> [Aim of the task]:
Beginning with the first line of the entries below, quote each line until you reach and include the line with "fewer than two".

> [Supplied data]:
-----
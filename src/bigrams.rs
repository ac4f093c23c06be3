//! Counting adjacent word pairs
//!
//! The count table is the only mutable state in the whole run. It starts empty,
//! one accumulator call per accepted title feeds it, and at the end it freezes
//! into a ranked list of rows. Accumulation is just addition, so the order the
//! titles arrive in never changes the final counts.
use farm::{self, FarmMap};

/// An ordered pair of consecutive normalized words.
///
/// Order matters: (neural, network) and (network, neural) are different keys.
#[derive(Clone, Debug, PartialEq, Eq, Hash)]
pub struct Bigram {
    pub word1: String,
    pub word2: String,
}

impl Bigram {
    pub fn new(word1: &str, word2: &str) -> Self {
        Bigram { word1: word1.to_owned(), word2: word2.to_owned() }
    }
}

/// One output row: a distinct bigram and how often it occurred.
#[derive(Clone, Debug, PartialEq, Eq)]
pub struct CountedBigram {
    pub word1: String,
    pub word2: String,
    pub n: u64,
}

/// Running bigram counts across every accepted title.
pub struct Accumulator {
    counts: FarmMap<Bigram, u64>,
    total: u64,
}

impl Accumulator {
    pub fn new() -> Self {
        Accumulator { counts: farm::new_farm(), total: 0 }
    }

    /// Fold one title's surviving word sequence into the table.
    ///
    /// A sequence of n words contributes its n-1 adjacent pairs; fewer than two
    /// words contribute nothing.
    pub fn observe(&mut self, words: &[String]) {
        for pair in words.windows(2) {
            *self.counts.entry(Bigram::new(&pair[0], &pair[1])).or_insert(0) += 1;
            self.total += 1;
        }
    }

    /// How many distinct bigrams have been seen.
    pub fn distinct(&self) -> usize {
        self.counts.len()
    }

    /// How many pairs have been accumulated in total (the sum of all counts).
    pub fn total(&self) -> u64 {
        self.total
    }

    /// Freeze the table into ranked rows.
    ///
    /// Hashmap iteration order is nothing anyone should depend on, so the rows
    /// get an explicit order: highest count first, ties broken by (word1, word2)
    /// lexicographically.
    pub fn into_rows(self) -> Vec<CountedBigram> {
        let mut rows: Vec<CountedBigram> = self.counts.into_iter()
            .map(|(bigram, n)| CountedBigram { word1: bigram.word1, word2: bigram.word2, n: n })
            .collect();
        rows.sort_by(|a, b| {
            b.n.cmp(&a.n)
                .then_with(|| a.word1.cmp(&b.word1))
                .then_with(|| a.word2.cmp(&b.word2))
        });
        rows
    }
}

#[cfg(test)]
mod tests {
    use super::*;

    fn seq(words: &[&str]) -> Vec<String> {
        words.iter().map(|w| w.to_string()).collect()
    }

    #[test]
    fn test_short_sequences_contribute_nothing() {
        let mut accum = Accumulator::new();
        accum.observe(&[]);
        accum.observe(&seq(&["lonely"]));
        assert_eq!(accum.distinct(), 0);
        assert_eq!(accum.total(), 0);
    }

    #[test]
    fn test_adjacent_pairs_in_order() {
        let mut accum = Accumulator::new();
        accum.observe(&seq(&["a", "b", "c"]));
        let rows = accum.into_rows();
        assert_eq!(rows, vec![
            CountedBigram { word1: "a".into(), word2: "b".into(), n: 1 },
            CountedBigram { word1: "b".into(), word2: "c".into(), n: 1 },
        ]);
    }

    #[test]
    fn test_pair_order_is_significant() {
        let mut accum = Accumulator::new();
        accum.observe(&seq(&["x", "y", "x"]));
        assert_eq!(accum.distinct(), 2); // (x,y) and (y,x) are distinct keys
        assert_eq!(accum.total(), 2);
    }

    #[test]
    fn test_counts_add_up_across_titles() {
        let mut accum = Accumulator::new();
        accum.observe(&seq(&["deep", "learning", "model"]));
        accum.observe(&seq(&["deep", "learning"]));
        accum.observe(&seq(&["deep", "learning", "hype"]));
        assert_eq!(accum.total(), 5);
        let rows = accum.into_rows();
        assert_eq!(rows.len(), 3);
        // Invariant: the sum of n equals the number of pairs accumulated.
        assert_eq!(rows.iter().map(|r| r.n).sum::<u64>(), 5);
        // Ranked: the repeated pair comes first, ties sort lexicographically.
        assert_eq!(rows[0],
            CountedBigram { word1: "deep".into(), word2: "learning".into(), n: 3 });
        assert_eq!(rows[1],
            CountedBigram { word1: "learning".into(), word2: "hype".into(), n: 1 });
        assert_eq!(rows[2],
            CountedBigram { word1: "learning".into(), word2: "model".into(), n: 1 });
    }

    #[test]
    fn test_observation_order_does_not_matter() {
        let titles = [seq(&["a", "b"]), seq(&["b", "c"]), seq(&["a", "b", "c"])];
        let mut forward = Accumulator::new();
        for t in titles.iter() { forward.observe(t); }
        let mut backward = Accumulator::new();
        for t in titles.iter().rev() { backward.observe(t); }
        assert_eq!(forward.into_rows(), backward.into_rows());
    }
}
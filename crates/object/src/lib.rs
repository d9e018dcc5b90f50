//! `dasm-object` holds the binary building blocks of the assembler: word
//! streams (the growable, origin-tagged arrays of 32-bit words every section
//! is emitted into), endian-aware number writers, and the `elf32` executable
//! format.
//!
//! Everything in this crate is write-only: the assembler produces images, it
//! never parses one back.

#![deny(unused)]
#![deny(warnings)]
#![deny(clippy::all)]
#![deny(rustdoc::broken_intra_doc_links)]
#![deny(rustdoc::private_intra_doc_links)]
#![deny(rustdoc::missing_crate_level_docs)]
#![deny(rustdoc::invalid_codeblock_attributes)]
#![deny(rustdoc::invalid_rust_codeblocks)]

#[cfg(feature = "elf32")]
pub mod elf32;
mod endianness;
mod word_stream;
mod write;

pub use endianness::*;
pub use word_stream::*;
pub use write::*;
-----
> [Exercise output]:
filename src/bigrams.rs
repository ac4f093c23c06be3
//! Counting adjacent word pairs
//!
//! The count table is the only mutable state in the whole run. It starts empty,
//! one accumulator call per accepted title feeds it, and at the end it freezes
//! into a ranked list of rows. Accumulation is just addition, so the order the
//! titles arrive in never changes the final counts.
use farm::{self, FarmMap};

/// An ordered pair of consecutive normalized words.
///
/// Order matters: (neural, network) and (network, neural) are different keys.
#[derive(Clone, Debug, PartialEq, Eq, Hash)]
pub struct Bigram {
    pub word1: String,
    pub word2: String,
}

impl Bigram {
    pub fn new(word1: &str, word2: &str) -> Self {
        Bigram { word1: word1.to_owned(), word2: word2.to_owned() }
    }
}

/// One output row: a distinct bigram and how often it occurred.
#[derive(Clone, Debug, PartialEq, Eq)]
pub struct CountedBigram {
    pub word1: String,
    pub word2: String,
    pub n: u64,
}

/// Running bigram counts across every accepted title.
pub struct Accumulator {
    counts: FarmMap<Bigram, u64>,
    total: u64,
}

impl Accumulator {
    pub fn new() -> Self {
        Accumulator { counts: farm::new_farm(), total: 0 }
    }

    /// Fold one title's surviving word sequence into the table.
    ///
    /// A sequence of n words contributes its n-1 adjacent pairs; fewer than two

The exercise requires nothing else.